For any two nonzero integers $m$ and $n$, we can construct an exact sequence $$ 0\to\mathbb{Z}/n\mathbb{Z}\to\mathbb{Z}/nm\mathbb{Z}\to\mathbb{Z}/m\mathbb{Z}\to 0 $$ where the first map sends $k+n\mathbb{Z}\to mk+nm\mathbb{Z}$, and the second map sends $k+nm\mathbb{Z}\to k+m\mathbb{Z}$.
My hunch is that the sequence is split iff $n$ and $m$ are relatively prime. I want to find an isomorphic sequence $$ 0\to\mathbb{Z}/n\mathbb{Z}\to\mathbb{Z}/n\mathbb{Z}\oplus\mathbb{Z}/m\mathbb{Z}\to\mathbb{Z}/m\mathbb{Z}\to 0 $$ If $f:\mathbb{Z}/nm\mathbb{Z}\to\mathbb{Z}/n\mathbb{Z}\oplus\mathbb{Z}/m\mathbb{Z}$ is to be an isomorphism, necessarily $n$ and $m$ are coprime. I wanted to define an isomorphism by $f(1+nm\mathbb{Z})=(1+n\mathbb{Z},1+m\mathbb{Z})$. However, the diagram of sequences doesn't commute, because going around the first square along the top I get $$ k+n\mathbb{Z}\to mk+nm\mathbb{Z}\to(mk+n\mathbb{Z},0+m\mathbb{Z}) $$ but going the other way the canonical embedding of $\mathbb{Z}/n\mathbb{Z}$ into the direct sum gives $$ k+n\mathbb{Z}\to k+n\mathbb{Z}\to (k+n\mathbb{Z},0+m\mathbb{Z}).$$
So the first coordinate is messing me up. Is my hunch wrong? Is there a more restrictive condition that $n$ and $m$ be coprime, but $n\mid m-1$ or something? I get this second condition by noticing $mk+n\mathbb{Z}=k+n\mathbb{Z}$ iff $n\mid (m-1)k$, and this must hold for all $k$, including $k=1$.
Let's look at possible substitutes for the isomorphism $f(1+nm\mathbb{Z})=(1+n\mathbb{Z},1+m\mathbb{Z})$. If, instead, we try $$f(1+nm\mathbb{Z})=(a+n\mathbb{Z},b+m\mathbb{Z}),$$ then for the left square to commute we need $ma\equiv 1\pmod n$, and for the right square to commute we just need $b\equiv 1\pmod m$.
So here we can select $b=1$, and the remaining question is, when does an integer $a$ exist such that $ma\equiv1\pmod n$. This is how the $\gcd$-condition enters the scene.
Remark: In the comments I suggested using CRT to construct splitting homomorphisms.

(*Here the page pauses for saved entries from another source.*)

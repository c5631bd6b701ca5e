//! Snapshot staging.
//!
//! Turns one collection run's raw output into a [`StagedSnapshot`]: the main
//! records keyed by id plus the set of ids seen in the excluded category.
//! Staging never looks at the canonical state.
//!
//! ## Rules
//!
//! - Records whose category equals the excluded category go to the excluded
//!   id set only and never into `main`.
//! - Within `main` the first occurrence of an id wins; later duplicates are
//!   dropped and counted in the [`StagingReport`].
//! - A record that fails validation is skipped with its [`SkipReason`]; the
//!   rest of the batch is still staged.

use crate::errors::{ExError, ExErrorKind, Result};
use crate::model::{RawRecord, Record, SkipReason, Snapshot};
use serde_json::Value;
use std::collections::{BTreeMap, BTreeSet};

/// Default name of the excluded category
pub const DEFAULT_EXCLUDED_CATEGORY: &str = "expirants";

/// A record rejected during validation, with its position in the input
#[derive(Debug, Clone, PartialEq, Eq)]
pub struct SkippedRecord {
    pub index: usize,
    pub reason: SkipReason,
}

/// What staging did with its input
#[derive(Debug, Clone, Default, PartialEq, Eq)]
pub struct StagingReport {
    /// Number of input elements seen
    pub total: usize,
    /// Records that passed validation (before deduplication)
    pub accepted: usize,
    pub skipped: Vec<SkippedRecord>,
    /// Main-set ids seen more than once, with their occurrence count
    pub duplicates: BTreeMap<String, usize>,
}

impl StagingReport {
    /// Number of main records dropped because their id was already staged
    pub fn duplicates_dropped(&self) -> usize {
        self.duplicates.values().map(|count| count - 1).sum()
    }
}

/// The output of staging, independent of the canonical state until promotion
#[derive(Debug, Clone, Default, PartialEq, Eq)]
pub struct StagedSnapshot {
    pub main: Snapshot,
    pub excluded: BTreeSet<String>,
    pub report: StagingReport,
}

/// Stage already-validated records
pub fn stage<I>(records: I, excluded_category: &str) -> StagedSnapshot
where
    I: IntoIterator<Item = Record>,
{
    stage_results(records.into_iter().map(Ok), excluded_category)
}

/// Validate and stage collector records
pub fn stage_raw<I>(raw_records: I, excluded_category: &str) -> StagedSnapshot
where
    I: IntoIterator<Item = RawRecord>,
{
    stage_results(
        raw_records.into_iter().map(RawRecord::validate),
        excluded_category,
    )
}

/// Decode, validate and stage the elements of a collector JSON array
///
/// Elements that are not objects of the expected shape are skipped as
/// `Malformed`.
pub fn stage_values<I>(values: I, excluded_category: &str) -> StagedSnapshot
where
    I: IntoIterator<Item = Value>,
{
    stage_results(
        values
            .into_iter()
            .map(|value| RawRecord::from_value(value).and_then(RawRecord::validate)),
        excluded_category,
    )
}

/// Parse collector output bytes into its array elements
///
/// # Errors
///
/// - `InvalidInput`: the input is not JSON or its root is not an array
pub fn parse_input(bytes: &[u8]) -> Result<Vec<Value>> {
    let root: Value = serde_json::from_slice(bytes).map_err(|e| {
        ExError::new(ExErrorKind::InvalidInput)
            .with_op("parse_input")
            .with_message(format!("collector output is not valid JSON: {}", e))
    })?;

    match root {
        Value::Array(items) => Ok(items),
        other => Err(ExError::new(ExErrorKind::InvalidInput)
            .with_op("parse_input")
            .with_message(format!(
                "collector output must be a JSON array, got {}",
                json_type_name(&other)
            ))),
    }
}

fn json_type_name(value: &Value) -> &'static str {
    match value {
        Value::Null => "null",
        Value::Bool(_) => "a boolean",
        Value::Number(_) => "a number",
        Value::String(_) => "a string",
        Value::Array(_) => "an array",
        Value::Object(_) => "an object",
    }
}

fn stage_results<I>(results: I, excluded_category: &str) -> StagedSnapshot
where
    I: Iterator<Item = std::result::Result<Record, SkipReason>>,
{
    let mut staged = StagedSnapshot::default();
    let mut occurrences: BTreeMap<String, usize> = BTreeMap::new();

    for (index, result) in results.enumerate() {
        staged.report.total += 1;

        let record = match result {
            Ok(record) => record,
            Err(reason) => {
                tracing::debug!(index, %reason, "skipping collector record");
                staged.report.skipped.push(SkippedRecord { index, reason });
                continue;
            }
        };
        staged.report.accepted += 1;

        if record.category == excluded_category {
            staged.excluded.insert(record.id);
            continue;
        }

        *occurrences.entry(record.id.clone()).or_insert(0) += 1;
        staged.main.insert_first(record);
    }

    staged.report.duplicates = occurrences
        .into_iter()
        .filter(|(_, count)| *count > 1)
        .collect();

    staged
}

When you want to produce a commutative diagram with given short exact sequences at the top and bottom, then the goal is to select the appropriate isomorphism in place of $f$. You can't just pick that isomorphism any which way you want, and expect to get a commutative diagram.